• **Task to carry out**
Please write out, exactly, every line of the listing from its first line through the one that includes "use crate::errors::AppError;".

· · · · ·

//! Product and image selection attached to a generation request.
//!
//! Every selected image remembers where it came from, so removing a product removes
//! exactly the images picked from it and nothing the merchant added by hand.

use reqwest::Url;
use serde::Serialize;

use crate::errors::AppError;
use crate::models::catalog::Product;

#[derive(Debug, Clone, PartialEq, Eq, Serialize)]
#[serde(tag = "kind", content = "product_id", rename_all = "snake_case")]
pub enum ImageOrigin {
    Product(String),
    Manual,
}

#[derive(Debug, Clone, PartialEq, Serialize)]
pub struct SelectedImage {
    pub url: String,
    pub origin: ImageOrigin,
}

#[derive(Debug, Clone, Default)]
pub struct Selection {
    pub products: Vec<Product>,
    pub images: Vec<SelectedImage>,
}

impl Selection {
    pub fn image_urls(&self) -> Vec<String> {
        self.images.iter().map(|i| i.url.clone()).collect()
    }

    fn has_image(&self, url: &str) -> bool {
        self.images.iter().any(|i| i.url == url)
    }

    /// Finishes the image step for `product`: records the product and the chosen subset
    /// of its images. Returns `true` when this was the first product selected.
    pub fn add_product_images(
        &mut self,
        product: &Product,
        urls: &[String],
    ) -> Result<bool, AppError> {
        if let Some(foreign) = urls.iter().find(|u| !product.has_image(u)) {
            return Err(AppError::Validation(format!(
                "Image {foreign} does not belong to product '{}'",
                product.title
            )));
        }

        let first = self.products.is_empty();
        if !self.products.iter().any(|p| p.id == product.id) {
            self.products.push(product.clone());
        }
        for url in urls {
            if !self.has_image(url) {
                self.images.push(SelectedImage {
                    url: url.clone(),
                    origin: ImageOrigin::Product(product.id.clone()),
                });
            }
        }
        Ok(first)
    }

    pub fn add_manual_image(&mut self, url: &str) -> Result<(), AppError> {
        let url = url.trim();
        let parsed = Url::parse(url)
            .map_err(|_| AppError::Validation(format!("'{url}' is not a valid image URL")))?;
        if !matches!(parsed.scheme(), "http" | "https") {
            return Err(AppError::Validation(
                "Image URLs must start with http:// or https://".to_string(),
            ));
        }
        if !self.has_image(url) {
            self.images.push(SelectedImage {
                url: url.to_string(),
                origin: ImageOrigin::Manual,
            });
        }
        Ok(())
    }

    /// Removes the product and the images that were picked from it.
    pub fn remove_product(&mut self, product_id: &str) -> Result<Product, AppError> {
        let index = self
            .products
            .iter()
            .position(|p| p.id == product_id)
            .ok_or_else(|| AppError::NotFound(format!("Product {product_id} is not selected")))?;
        let product = self.products.remove(index);
        self.images
            .retain(|i| !matches!(&i.origin, ImageOrigin::Product(id) if id == product_id));
        Ok(product)
    }

    pub fn remove_image(&mut self, url: &str) -> Result<(), AppError> {
        let before = self.images.len();
        self.images.retain(|i| i.url != url);
        if self.images.len() == before {
            return Err(AppError::NotFound(format!("Image {url} is not selected")));
        }
        Ok(())
    }

    pub fn clear(&mut self) {
        self.products.clear();
        self.images.clear();
    }
}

· · · · ·

• **Solution to this task**
//! Product and image selection attached to a generation request.
//!
//! Every selected image remembers where it came from, so removing a product removes
//! exactly the images picked from it and nothing the merchant added by hand.

use reqwest::Url;
use serde::Serialize;

use crate::errors::AppError;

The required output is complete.